# Problem description:
Go through the entries below. Copy each line in which "name" appears.

# Records for processing:
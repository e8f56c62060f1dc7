//! OpenAPI documentation

use axum::Router;
use utoipa::{
    openapi::security::{HttpAuthScheme, HttpBuilder, SecurityScheme},
    Modify, OpenApi,
};
use utoipa_swagger_ui::SwaggerUi;

use crate::api::{auth, books, circulation, health, users};

#[derive(OpenApi)]
#[openapi(
    info(
        title = "Stacks API",
        version = "0.1.0",
        description = "Library circulation REST API: catalog, members, checkouts and returns"
    ),
    servers(
        (url = "/api/v1", description = "API v1")
    ),
    paths(
        // Health
        health::health_check,
        health::readiness_check,
        // Auth
        auth::login,
        auth::refresh,
        auth::me,
        // Books
        books::list_books,
        books::get_book,
        books::create_book,
        books::update_book,
        books::delete_book,
        // Circulation
        circulation::checkout_book,
        circulation::return_book,
        circulation::list_transactions,
        // Users
        users::list_users,
        users::get_user,
        users::create_user,
        users::update_user,
        users::delete_user,
    ),
    components(
        schemas(
            // Auth
            auth::LoginRequest,
            auth::RefreshRequest,
            auth::TokenResponse,
            // Books
            crate::models::book::Book,
            crate::models::book::BookQuery,
            crate::models::book::CreateBook,
            crate::models::book::UpdateBook,
            // Circulation
            crate::models::transaction::TransactionResponse,
            crate::models::transaction::TransactionQuery,
            crate::circulation::TransactionStatus,
            // Users
            crate::models::user::User,
            crate::models::user::UserQuery,
            crate::models::user::CreateUser,
            crate::models::user::UpdateUser,
            // Health
            health::HealthResponse,
            // Errors
            crate::error::ErrorResponse,
        )
    ),
    modifiers(&BearerAuth),
    tags(
        (name = "health", description = "Health check endpoints"),
        (name = "auth", description = "Authentication endpoints"),
        (name = "books", description = "Catalog management"),
        (name = "circulation", description = "Checkouts, returns and borrowing history"),
        (name = "users", description = "User management")
    )
)]
pub struct ApiDoc;

/// Registers the `bearer_auth` scheme referenced by protected paths
struct BearerAuth;

impl Modify for BearerAuth {
    fn modify(&self, openapi: &mut utoipa::openapi::OpenApi) {
        if let Some(components) = openapi.components.as_mut() {
            components.add_security_scheme(
                "bearer_auth",
                SecurityScheme::Http(
                    HttpBuilder::new()
                        .scheme(HttpAuthScheme::Bearer)
                        .bearer_format("JWT")
                        .build(),
                ),
            );
        }
    }
}

/// Create the OpenAPI documentation router
pub fn create_openapi_router() -> Router {
    Router::new()
        .merge(SwaggerUi::new("/swagger-ui").url("/api-docs/openapi.json", ApiDoc::openapi()))
}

# Solution:
        (name = "health", description = "Health check endpoints"),
        (name = "auth", description = "Authentication endpoints"),
        (name = "books", description = "Catalog management"),
        (name = "circulation", description = "Checkouts, returns and borrowing history"),
        (name = "users", description = "User management")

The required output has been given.